● TRY IT
Your task is to reproduce exactly the lines that run from the beginning of the data through the line where "use tokio::net::UdpSocket;" appears.

THE DATA START

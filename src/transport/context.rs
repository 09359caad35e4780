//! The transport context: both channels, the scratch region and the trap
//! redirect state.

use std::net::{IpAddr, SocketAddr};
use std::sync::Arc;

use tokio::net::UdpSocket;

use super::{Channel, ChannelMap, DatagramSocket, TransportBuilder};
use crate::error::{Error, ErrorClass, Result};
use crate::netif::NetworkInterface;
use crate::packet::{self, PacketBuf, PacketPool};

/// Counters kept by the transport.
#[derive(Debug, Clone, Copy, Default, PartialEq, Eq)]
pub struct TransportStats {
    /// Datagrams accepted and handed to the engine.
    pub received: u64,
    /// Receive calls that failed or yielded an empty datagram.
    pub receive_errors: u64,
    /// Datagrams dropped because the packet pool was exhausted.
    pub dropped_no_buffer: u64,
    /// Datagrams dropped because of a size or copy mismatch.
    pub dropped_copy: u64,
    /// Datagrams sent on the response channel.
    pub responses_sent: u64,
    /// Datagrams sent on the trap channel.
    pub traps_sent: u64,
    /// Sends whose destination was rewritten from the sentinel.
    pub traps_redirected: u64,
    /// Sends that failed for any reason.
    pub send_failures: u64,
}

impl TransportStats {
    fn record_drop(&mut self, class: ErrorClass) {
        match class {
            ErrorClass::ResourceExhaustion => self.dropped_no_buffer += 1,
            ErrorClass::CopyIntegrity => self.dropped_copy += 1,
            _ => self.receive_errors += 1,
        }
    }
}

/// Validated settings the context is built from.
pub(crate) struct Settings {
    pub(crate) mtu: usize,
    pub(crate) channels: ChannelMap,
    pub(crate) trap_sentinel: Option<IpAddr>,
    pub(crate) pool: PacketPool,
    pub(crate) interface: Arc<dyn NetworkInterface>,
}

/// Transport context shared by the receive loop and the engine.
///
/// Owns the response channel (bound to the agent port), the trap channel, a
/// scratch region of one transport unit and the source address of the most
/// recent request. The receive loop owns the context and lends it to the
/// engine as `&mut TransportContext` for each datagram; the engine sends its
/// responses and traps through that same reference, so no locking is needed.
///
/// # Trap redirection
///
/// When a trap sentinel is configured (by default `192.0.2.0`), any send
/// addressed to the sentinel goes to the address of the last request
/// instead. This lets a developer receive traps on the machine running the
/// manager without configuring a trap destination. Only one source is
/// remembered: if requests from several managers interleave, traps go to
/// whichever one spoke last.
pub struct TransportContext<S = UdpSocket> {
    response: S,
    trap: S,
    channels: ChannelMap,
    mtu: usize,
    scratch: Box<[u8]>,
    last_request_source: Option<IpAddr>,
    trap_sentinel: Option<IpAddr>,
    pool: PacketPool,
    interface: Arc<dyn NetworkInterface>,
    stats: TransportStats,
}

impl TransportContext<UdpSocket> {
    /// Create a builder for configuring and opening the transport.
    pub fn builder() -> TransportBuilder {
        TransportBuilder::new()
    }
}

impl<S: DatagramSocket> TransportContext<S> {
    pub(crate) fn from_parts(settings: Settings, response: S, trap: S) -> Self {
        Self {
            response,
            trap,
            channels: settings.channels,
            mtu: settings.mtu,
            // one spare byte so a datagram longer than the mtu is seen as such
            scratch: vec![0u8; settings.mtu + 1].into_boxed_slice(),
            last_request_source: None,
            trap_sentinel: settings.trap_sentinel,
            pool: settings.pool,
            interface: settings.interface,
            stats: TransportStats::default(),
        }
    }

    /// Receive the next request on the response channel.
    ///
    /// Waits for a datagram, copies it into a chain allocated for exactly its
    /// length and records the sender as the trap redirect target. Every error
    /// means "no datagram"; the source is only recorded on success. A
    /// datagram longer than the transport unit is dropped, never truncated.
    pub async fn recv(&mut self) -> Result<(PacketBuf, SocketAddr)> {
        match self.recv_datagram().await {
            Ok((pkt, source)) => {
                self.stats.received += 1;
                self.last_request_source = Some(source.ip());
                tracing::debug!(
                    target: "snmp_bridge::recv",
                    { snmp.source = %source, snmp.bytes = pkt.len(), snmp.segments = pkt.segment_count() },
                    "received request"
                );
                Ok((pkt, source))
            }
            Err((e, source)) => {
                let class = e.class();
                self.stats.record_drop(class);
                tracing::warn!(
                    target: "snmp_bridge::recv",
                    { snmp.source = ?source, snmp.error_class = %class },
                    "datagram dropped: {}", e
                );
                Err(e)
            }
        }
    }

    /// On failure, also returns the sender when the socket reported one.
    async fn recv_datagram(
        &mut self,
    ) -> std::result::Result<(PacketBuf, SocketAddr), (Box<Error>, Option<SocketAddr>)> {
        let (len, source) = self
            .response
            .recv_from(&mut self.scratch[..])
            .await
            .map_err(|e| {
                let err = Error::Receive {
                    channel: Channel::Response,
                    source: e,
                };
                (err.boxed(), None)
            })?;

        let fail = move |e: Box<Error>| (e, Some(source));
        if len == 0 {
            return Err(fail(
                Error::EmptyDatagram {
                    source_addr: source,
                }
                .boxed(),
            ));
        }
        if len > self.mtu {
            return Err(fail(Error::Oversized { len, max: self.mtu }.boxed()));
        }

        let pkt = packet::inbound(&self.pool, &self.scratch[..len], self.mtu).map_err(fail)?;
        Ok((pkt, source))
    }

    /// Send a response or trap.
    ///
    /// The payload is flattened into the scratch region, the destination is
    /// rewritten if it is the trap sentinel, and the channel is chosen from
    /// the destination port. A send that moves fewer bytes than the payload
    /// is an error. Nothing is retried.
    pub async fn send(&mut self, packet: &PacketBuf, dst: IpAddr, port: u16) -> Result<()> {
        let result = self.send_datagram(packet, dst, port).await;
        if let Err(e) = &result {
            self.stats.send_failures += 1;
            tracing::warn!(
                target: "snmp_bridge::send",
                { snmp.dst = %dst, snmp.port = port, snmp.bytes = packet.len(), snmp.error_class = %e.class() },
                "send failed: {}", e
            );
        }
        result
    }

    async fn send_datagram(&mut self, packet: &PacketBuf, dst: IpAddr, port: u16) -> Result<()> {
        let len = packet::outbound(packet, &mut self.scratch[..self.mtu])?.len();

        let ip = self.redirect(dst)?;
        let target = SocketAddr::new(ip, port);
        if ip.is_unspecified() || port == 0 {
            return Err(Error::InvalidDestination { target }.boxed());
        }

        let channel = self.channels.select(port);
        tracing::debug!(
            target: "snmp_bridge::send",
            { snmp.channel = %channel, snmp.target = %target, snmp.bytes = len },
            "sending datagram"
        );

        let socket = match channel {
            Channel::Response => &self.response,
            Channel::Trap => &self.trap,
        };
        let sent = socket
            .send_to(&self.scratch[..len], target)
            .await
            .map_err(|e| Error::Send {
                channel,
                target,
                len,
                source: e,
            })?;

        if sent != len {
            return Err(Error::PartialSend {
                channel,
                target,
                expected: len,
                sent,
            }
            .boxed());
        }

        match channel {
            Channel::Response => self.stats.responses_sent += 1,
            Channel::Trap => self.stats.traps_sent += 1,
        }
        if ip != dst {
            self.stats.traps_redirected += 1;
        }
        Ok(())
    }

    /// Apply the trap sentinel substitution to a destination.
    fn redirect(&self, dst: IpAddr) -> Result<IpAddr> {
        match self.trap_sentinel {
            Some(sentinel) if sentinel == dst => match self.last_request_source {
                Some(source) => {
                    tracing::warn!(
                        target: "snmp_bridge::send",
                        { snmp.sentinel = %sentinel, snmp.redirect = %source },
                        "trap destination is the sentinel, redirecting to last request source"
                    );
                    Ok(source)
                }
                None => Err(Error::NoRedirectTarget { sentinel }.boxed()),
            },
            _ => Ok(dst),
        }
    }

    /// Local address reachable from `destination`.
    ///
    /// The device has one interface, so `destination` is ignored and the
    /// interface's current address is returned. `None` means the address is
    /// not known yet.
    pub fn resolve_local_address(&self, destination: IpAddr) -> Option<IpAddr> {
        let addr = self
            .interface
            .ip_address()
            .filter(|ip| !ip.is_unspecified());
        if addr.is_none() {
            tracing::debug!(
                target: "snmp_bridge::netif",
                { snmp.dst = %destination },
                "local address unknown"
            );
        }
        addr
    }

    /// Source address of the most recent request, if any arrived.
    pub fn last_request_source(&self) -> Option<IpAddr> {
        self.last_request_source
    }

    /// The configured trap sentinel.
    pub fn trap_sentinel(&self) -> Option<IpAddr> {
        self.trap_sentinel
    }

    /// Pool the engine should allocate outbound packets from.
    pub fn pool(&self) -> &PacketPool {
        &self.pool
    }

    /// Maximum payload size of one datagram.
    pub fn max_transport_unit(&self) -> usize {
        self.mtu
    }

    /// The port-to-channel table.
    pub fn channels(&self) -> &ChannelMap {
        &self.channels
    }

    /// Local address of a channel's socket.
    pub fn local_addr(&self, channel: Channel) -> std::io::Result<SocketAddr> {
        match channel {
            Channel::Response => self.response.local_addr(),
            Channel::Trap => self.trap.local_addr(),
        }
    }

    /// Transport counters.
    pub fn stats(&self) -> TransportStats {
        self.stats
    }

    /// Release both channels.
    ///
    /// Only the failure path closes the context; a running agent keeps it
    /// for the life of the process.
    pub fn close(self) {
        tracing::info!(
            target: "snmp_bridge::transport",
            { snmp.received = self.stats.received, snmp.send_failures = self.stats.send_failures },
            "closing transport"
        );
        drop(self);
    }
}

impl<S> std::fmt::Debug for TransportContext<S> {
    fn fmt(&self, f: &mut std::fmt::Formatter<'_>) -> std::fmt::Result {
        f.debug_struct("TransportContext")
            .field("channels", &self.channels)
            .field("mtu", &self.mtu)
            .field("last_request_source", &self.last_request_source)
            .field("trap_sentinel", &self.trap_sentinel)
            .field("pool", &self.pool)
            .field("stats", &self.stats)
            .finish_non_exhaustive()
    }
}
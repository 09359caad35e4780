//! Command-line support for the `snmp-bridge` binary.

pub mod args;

THE DATA END

● YOUR RESPONSE
filename src/transport/context.rs
repository 09359caad35e4780
//! The transport context: both channels, the scratch region and the trap
//! redirect state.

use std::net::{IpAddr, SocketAddr};
use std::sync::Arc;

use tokio::net::UdpSocket;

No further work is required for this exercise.